Setrons are generally well-tolerated, but some cancer patients do not respond to them, explained study lead Sudha Chakrapani, PhD, associate professor of physiology and biophysics at Case Western Reserve University School of Medicine.

“Cancer patients who have vomiting later in their treatment plans—delayed emesis—don’t tend to respond to setrons,” Chakrapani said. “There is a constant need for better drugs.” Drug improvement has been stalled by a lack of models showing exactly how drugs like setrons attach to their target protein in the body—the serotonin (3) receptor. Without a precise model, drug developers have been unable to understand exactly which elements of setron-receptor interactions are most important, and how to enhance them.
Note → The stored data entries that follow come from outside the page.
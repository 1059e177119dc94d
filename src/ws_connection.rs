//! # WebSocket JSON-RPC Connection
//!
//! [`ChainConnection`] over a single JSON-RPC 2.0 WebSocket.
//!
//! ## Features
//!
//! - **Request correlation**: responses are matched to callers by request id; a caller that
//!   stops waiting (timeout, retry) takes its pending entry with it
//! - **Subscription routing**: notifications are routed by subscription id; notifications
//!   that race ahead of the subscribe response are buffered (bounded) and replayed
//! - **Late subscribes**: a subscribe answered after its caller gave up is unsubscribed on
//!   arrival; notifications for cancelled ids are dropped
//! - **Rate limiting**: optional per-connection QPS limit (`governor`)
//! - **Failure fan-out**: when the socket closes, pending requests fail with
//!   `ConnectionUnavailable` and every subscription receives a `Failure` event

use async_trait::async_trait;
use dashmap::DashMap;
use futures_util::{SinkExt, StreamExt};
use governor::{DefaultDirectRateLimiter, Quota, RateLimiter};
use indexmap::{IndexMap, IndexSet};
use serde_json::{json, Value};
use std::collections::HashMap;
use std::num::NonZeroU32;
use std::sync::atomic::{AtomicBool, AtomicU64, Ordering};
use std::sync::{Arc, Mutex, MutexGuard};
use tokio::sync::{mpsc, oneshot};
use tokio_tungstenite::{connect_async, tungstenite::Message};
use tracing::{debug, info, warn};
use url::Url;

use crate::connection::{ChainConnection, Subscription, SubscriptionEvent, SubscriptionId};
use crate::error::{SyncError, SyncResult};
use crate::types::ChainId;

/// Subscription ids with buffered notifications awaiting their subscribe response.
const MAX_EARLY_SUBSCRIPTIONS: usize = 32;
/// Buffered notifications kept per id; older ones are dropped first.
const MAX_EARLY_NOTIFICATIONS: usize = 16;
/// Recently cancelled ids whose late notifications are ignored.
const MAX_CANCELLED: usize = 256;

struct Route {
    sender: mpsc::UnboundedSender<SubscriptionEvent>,
    unsubscribe_method: String,
}

#[derive(Default)]
struct Routes {
    live: HashMap<SubscriptionId, Route>,
    early: IndexMap<SubscriptionId, Vec<Value>>,
    cancelled: IndexSet<SubscriptionId>,
}

impl Routes {
    /// Drops the route of `id` and ignores whatever still arrives for it.
    fn forget(&mut self, id: &SubscriptionId) -> Option<Route> {
        self.early.shift_remove(id);
        if self.cancelled.len() >= MAX_CANCELLED {
            self.cancelled.shift_remove_index(0);
        }
        self.cancelled.insert(id.clone());
        self.live.remove(id)
    }

    fn buffer(&mut self, id: SubscriptionId, result: Value) {
        if self.cancelled.contains(&id) {
            return;
        }
        if !self.early.contains_key(&id) && self.early.len() >= MAX_EARLY_SUBSCRIPTIONS {
            if let Some((dropped, _)) = self.early.shift_remove_index(0) {
                debug!(id = %dropped, "dropping unclaimed early notifications");
            }
        }
        let queue = self.early.entry(id).or_default();
        if queue.len() >= MAX_EARLY_NOTIFICATIONS {
            queue.remove(0);
        }
        queue.push(result);
    }
}

struct Shared {
    chain_id: ChainId,
    next_id: AtomicU64,
    pending: DashMap<u64, oneshot::Sender<SyncResult<Value>>>,
    /// Subscribe requests whose caller gave up, with their unsubscribe method.
    abandoned: DashMap<u64, String>,
    routes: Mutex<Routes>,
    closed: AtomicBool,
}

impl Shared {
    fn new(chain_id: ChainId) -> Self {
        Self {
            chain_id,
            next_id: AtomicU64::new(1),
            pending: DashMap::new(),
            abandoned: DashMap::new(),
            routes: Mutex::new(Routes::default()),
            closed: AtomicBool::new(false),
        }
    }

    fn unavailable(&self) -> SyncError {
        SyncError::ConnectionUnavailable {
            chain_id: self.chain_id.clone(),
        }
    }

    fn routes(&self) -> MutexGuard<'_, Routes> {
        match self.routes.lock() {
            Ok(r) => r,
            Err(poisoned) => poisoned.into_inner(),
        }
    }

    fn request_frame(&self, method: &str, params: Value) -> (u64, String) {
        let id = self.next_id.fetch_add(1, Ordering::Relaxed);
        let body = json!({ "jsonrpc": "2.0", "id": id, "method": method, "params": params });
        (id, body.to_string())
    }

    /// Routes one inbound frame. Returns a frame to send back, if any.
    fn dispatch(&self, text: &str) -> Option<String> {
        let msg: Value = match serde_json::from_str(text) {
            Ok(v) => v,
            Err(e) => {
                warn!(error = %e, "dropping non-JSON frame");
                return None;
            }
        };

        if let Some(id) = msg.get("id").and_then(Value::as_u64) {
            if let Some((_, tx)) = self.pending.remove(&id) {
                let _ = tx.send(parse_response(&msg));
                return None;
            }
            let (_, unsubscribe_method) = self.abandoned.remove(&id)?;
            let sub_id = msg.get("result").and_then(subscription_key)?;
            debug!(%sub_id, "releasing subscription answered after its caller gave up");
            self.routes().forget(&sub_id);
            let (_, frame) = self.request_frame(&unsubscribe_method, json!([sub_id]));
            return Some(frame);
        }

        let params = msg.get("params")?;
        let sub_id = params.get("subscription").and_then(subscription_key)?;
        let result = params.get("result").cloned().unwrap_or(Value::Null);

        let mut routes = self.routes();
        match routes.live.get(&sub_id) {
            Some(route) => {
                let _ = route.sender.send(SubscriptionEvent::Update(result));
            }
            None => routes.buffer(sub_id, result),
        }
        None
    }

    fn fail_all(&self, reason: &str) {
        self.closed.store(true, Ordering::SeqCst);

        let ids: Vec<u64> = self.pending.iter().map(|e| *e.key()).collect();
        for id in ids {
            if let Some((_, tx)) = self.pending.remove(&id) {
                let _ = tx.send(Err(self.unavailable()));
            }
        }
        self.abandoned.clear();

        let mut routes = self.routes();
        for (_, route) in routes.live.drain() {
            let _ = route
                .sender
                .send(SubscriptionEvent::Failure(reason.to_string()));
        }
        routes.early.clear();
    }
}

/// Removes an outstanding request when its caller stops waiting for the response.
struct PendingGuard<'a> {
    shared: &'a Shared,
    id: u64,
    /// Set for subscribe requests: a late subscription id is released on arrival.
    unsubscribe_method: Option<&'a str>,
}

impl Drop for PendingGuard<'_> {
    fn drop(&mut self) {
        if self.shared.pending.remove(&self.id).is_none() {
            return;
        }
        if let Some(method) = self.unsubscribe_method {
            self.shared.abandoned.insert(self.id, method.to_string());
        }
    }
}

fn subscription_key(v: &Value) -> Option<SubscriptionId> {
    match v {
        Value::String(s) => Some(s.clone()),
        Value::Number(n) => Some(n.to_string()),
        _ => None,
    }
}

fn parse_response(msg: &Value) -> SyncResult<Value> {
    if let Some(err) = msg.get("error") {
        return Err(SyncError::Rpc {
            method: String::new(),
            code: err.get("code").and_then(Value::as_i64).unwrap_or_default(),
            message: err
                .get("message")
                .and_then(Value::as_str)
                .unwrap_or("unknown error")
                .to_string(),
        });
    }
    Ok(msg.get("result").cloned().unwrap_or(Value::Null))
}

pub struct WsConnection {
    shared: Arc<Shared>,
    outbound: mpsc::UnboundedSender<Message>,
    limiter: Option<DefaultDirectRateLimiter>,
}

impl WsConnection {
    /// Opens the socket and spawns its reader and writer tasks.
    pub async fn connect(
        url: &str,
        chain_id: impl Into<ChainId>,
        qps_limit: Option<u32>,
    ) -> SyncResult<Arc<Self>> {
        let chain_id = chain_id.into();
        let parsed = Url::parse(url)
            .map_err(|e| SyncError::Unexpected(format!("invalid ws url {url}: {e}")))?;
        if !matches!(parsed.scheme(), "ws" | "wss") {
            return Err(SyncError::Unexpected(format!(
                "unsupported scheme {} for chain connection",
                parsed.scheme()
            )));
        }

        info!(%chain_id, url, "connecting to chain node");
        let (socket, _) = connect_async(parsed.as_str()).await.map_err(|e| {
            warn!(%chain_id, error = %e, "websocket connect failed");
            SyncError::ConnectionUnavailable {
                chain_id: chain_id.clone(),
            }
        })?;
        let (mut sink, mut stream) = socket.split();

        let shared = Arc::new(Shared::new(chain_id));
        let (outbound, mut outbound_rx) = mpsc::unbounded_channel::<Message>();

        tokio::spawn(async move {
            while let Some(msg) = outbound_rx.recv().await {
                if let Err(e) = sink.send(msg).await {
                    warn!(error = %e, "websocket write failed");
                    break;
                }
            }
            let _ = sink.close().await;
        });

        let reader_shared = shared.clone();
        let reader_outbound = outbound.clone();
        tokio::spawn(async move {
            let dispatch = |text: &str| {
                if let Some(reply) = reader_shared.dispatch(text) {
                    let _ = reader_outbound.send(Message::Text(reply));
                }
            };
            let reason = loop {
                match stream.next().await {
                    Some(Ok(Message::Text(text))) => dispatch(&text),
                    Some(Ok(Message::Binary(bytes))) => match String::from_utf8(bytes) {
                        Ok(text) => dispatch(&text),
                        Err(_) => debug!("dropping non-UTF8 binary frame"),
                    },
                    Some(Ok(Message::Ping(payload))) => {
                        let _ = reader_outbound.send(Message::Pong(payload));
                    }
                    Some(Ok(Message::Close(_))) => break "closed by peer".to_string(),
                    Some(Ok(_)) => {}
                    Some(Err(e)) => break e.to_string(),
                    None => break "stream ended".to_string(),
                }
            };
            warn!(chain_id = %reader_shared.chain_id, %reason, "chain connection lost");
            reader_shared.fail_all(&reason);
        });

        let limiter = qps_limit
            .and_then(NonZeroU32::new)
            .map(|qps| RateLimiter::direct(Quota::per_second(qps)));

        Ok(Arc::new(Self {
            shared,
            outbound,
            limiter,
        }))
    }

    pub fn is_closed(&self) -> bool {
        self.shared.closed.load(Ordering::SeqCst)
    }

    async fn send_request(
        &self,
        method: &str,
        params: Value,
        unsubscribe_method: Option<&str>,
    ) -> SyncResult<Value> {
        if self.is_closed() {
            return Err(self.shared.unavailable());
        }
        if let Some(limiter) = &self.limiter {
            limiter.until_ready().await;
        }

        let (id, frame) = self.shared.request_frame(method, params);
        let (tx, rx) = oneshot::channel();
        self.shared.pending.insert(id, tx);
        let mut guard = PendingGuard {
            shared: &self.shared,
            id,
            unsubscribe_method,
        };

        if self.outbound.send(Message::Text(frame)).is_err() {
            guard.unsubscribe_method = None;
            return Err(self.shared.unavailable());
        }

        match rx.await {
            Ok(Err(SyncError::Rpc { code, message, .. })) => Err(SyncError::Rpc {
                method: method.to_string(),
                code,
                message,
            }),
            Ok(result) => result,
            Err(_) => Err(self.shared.unavailable()),
        }
    }
}

#[async_trait]
impl ChainConnection for WsConnection {
    async fn request(&self, method: &str, params: Value) -> SyncResult<Value> {
        self.send_request(method, params, None).await
    }

    async fn subscribe(
        &self,
        method: &str,
        params: Value,
        unsubscribe_method: &str,
    ) -> SyncResult<Subscription> {
        let raw_id = self
            .send_request(method, params, Some(unsubscribe_method))
            .await?;
        let id = subscription_key(&raw_id).ok_or_else(|| {
            SyncError::decode("subscription id", format!("unexpected value {raw_id}"))
        })?;

        let (tx, rx) = mpsc::unbounded_channel();
        {
            let mut routes = self.shared.routes();
            routes.cancelled.shift_remove(&id);
            for early in routes.early.shift_remove(&id).unwrap_or_default() {
                let _ = tx.send(SubscriptionEvent::Update(early));
            }
            routes.live.insert(
                id.clone(),
                Route {
                    sender: tx,
                    unsubscribe_method: unsubscribe_method.to_string(),
                },
            );
        }
        debug!(%id, method, "subscription established");

        Ok(Subscription { id, events: rx })
    }

    async fn cancel(&self, id: &SubscriptionId) -> SyncResult<()> {
        let route = self.shared.routes().forget(id);

        let Some(route) = route else {
            return Ok(());
        };
        if self.is_closed() {
            return Ok(());
        }
        self.send_request(&route.unsubscribe_method, json!([id]), None)
            .await
            .map(|_| ())
    }
}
The new study provides the highest-resolution images to date of a setron settling inside the binding pocket of a serotonin (3) receptor. Researchers tracked the receptor-drug interactions, to less than a billionth of a meter using a cryo-electron microscope. Cryo-electron microscopy (cryo-EM) has only recently become available for small protein targets and was the focus of the 2017 Nobel prize in chemistry.

Cryo-EM images revealed setrons use the same attachment site as the receptor’s natural binding partner in the body, serotonin, but take a slightly different pose that changes the receptor shape slightly. The differences helped the researchers build a more precise model of how setrons work on a molecular level.

Sandip Basak, PhD, co-first author on the paper, noted that, “In the past, we didn’t have the confidence to model the drug in its binding pocket. Now we can precisely do that. We can also watch the drug move in the pocket using molecular dynamics simulations.”

Chakrapani collaborated with colleagues at Mt. Sinai to identify the most stable interactions between setrons and serotonin receptors. The team watched as setrons twisted and turned in the pocket, revealing key portions of the drug and the receptor that are required for a tight connection. They then mutated the key portions, which eliminated setrons’ affinity for the serotonin receptors. Together, the experiments helped reveal which portions of setrons and serotonin receptors are most important and might be most promising to enhance therapeutically.

“Identifying the binding pocket and the interactions that are most important, and the orientation of the drug in the binding pocket, lays the foundation for designing drugs that are going to be more efficient,” said Yvonne Gicheru, PhD, who is a co-first author on the paper.